Set down the lines of the data exactly, starting at the first and stopping after the line containing "const USER_POOL: &str".

Collected data entries:
──────────────────────────────
//! Cognito user pool, hosted domain and app clients

use crate::provider::AwsProvider;
use stratoform_cloud::{CloudError, Output, Properties, ResourceOptions, Result, Stack, logical_name};

const USER_POOL: &str = "aws:cognito:UserPool";
const USER: &str = "aws:cognito:User";
const USER_POOL_DOMAIN: &str = "aws:cognito:UserPoolDomain";
const USER_POOL_CLIENT: &str = "aws:cognito:UserPoolClient";
const MANAGED_USER_POOL_CLIENT: &str = "aws:cognito:ManagedUserPoolClient";

/// Stack setting holding the password of the provisioned user
pub(crate) const USERPASS_KEY: &str = "config:userpass";

impl AwsProvider {
    pub(crate) fn register_user_pool(&mut self, stack: &mut Stack) -> Result<()> {
        let userpass_key = self
            .settings
            .require_secret(USERPASS_KEY)
            .map_err(|e| CloudError::MissingSetting(e.to_string()))?;
        let pool_conf = &self.config.authorizer.user_pool;
        let client_conf = &pool_conf.user_client;

        let user_pool = stack.register(
            USER_POOL,
            &logical_name(&pool_conf.name),
            Properties::new().with("name", &pool_conf.name),
            ResourceOptions::new(),
        )?;

        let password = stack.secret_config(userpass_key);
        stack.register(
            USER,
            "user",
            Properties::new()
                .with("enabled", true)
                .with("password", password)
                .with("userPoolId", user_pool.id())
                .with("username", &pool_conf.user.username)
                .with_opt(
                    "attributes",
                    (!pool_conf.user.email.is_empty())
                        .then(|| Properties::new().with("email", &pool_conf.user.email)),
                ),
            ResourceOptions::depends_on([&user_pool]),
        )?;

        let domain = stack.register(
            USER_POOL_DOMAIN,
            &logical_name(&pool_conf.user_domain.name),
            Properties::new()
                .with("domain", &pool_conf.user_domain.name)
                .with("userPoolId", user_pool.id()),
            ResourceOptions::depends_on([&user_pool]),
        )?;

        let client = stack.register(
            USER_POOL_CLIENT,
            &logical_name(&client_conf.name),
            Properties::new()
                .with("name", &client_conf.name)
                .with("userPoolId", user_pool.id())
                .with_strings("explicitAuthFlows", &client_conf.explicit_auth_flows)
                .with_strings("callbackUrls", &client_conf.callback_urls)
                .with_strings("allowedOauthScopes", &client_conf.allowed_scopes)
                .with_strings("allowedOauthFlows", &client_conf.allowed_flows)
                .with("generateSecret", true),
            ResourceOptions::depends_on([&user_pool]),
        )?;

        stack.register(
            MANAGED_USER_POOL_CLIENT,
            "managed",
            Properties::new()
                .with("namePattern", &client_conf.name)
                .with_strings("allowedOauthFlows", &client_conf.allowed_flows)
                .with_strings("allowedOauthScopes", &client_conf.allowed_scopes)
                .with_strings("callbackUrls", &client_conf.callback_urls)
                .with_strings("explicitAuthFlows", &client_conf.explicit_auth_flows)
                .with("supportedIdentityProviders", Output::strings(["COGNITO"]))
                .with("userPoolId", user_pool.id()),
            ResourceOptions::depends_on([&user_pool]),
        )?;

        stack.export("CognitoUserPoolClientId", client.id());
        stack.export("CognitoUserPoolDomain", domain.attr("domain"));

        tracing::info!(user_pool = %pool_conf.name, "Cognito user pool registered");
        self.user_pool = Some(user_pool);
        Ok(())
    }
}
──────────────────────────────
Final answer |
//! Cognito user pool, hosted domain and app clients

use crate::provider::AwsProvider;
use stratoform_cloud::{CloudError, Output, Properties, ResourceOptions, Result, Stack, logical_name};

const USER_POOL: &str = "aws:cognito:UserPool";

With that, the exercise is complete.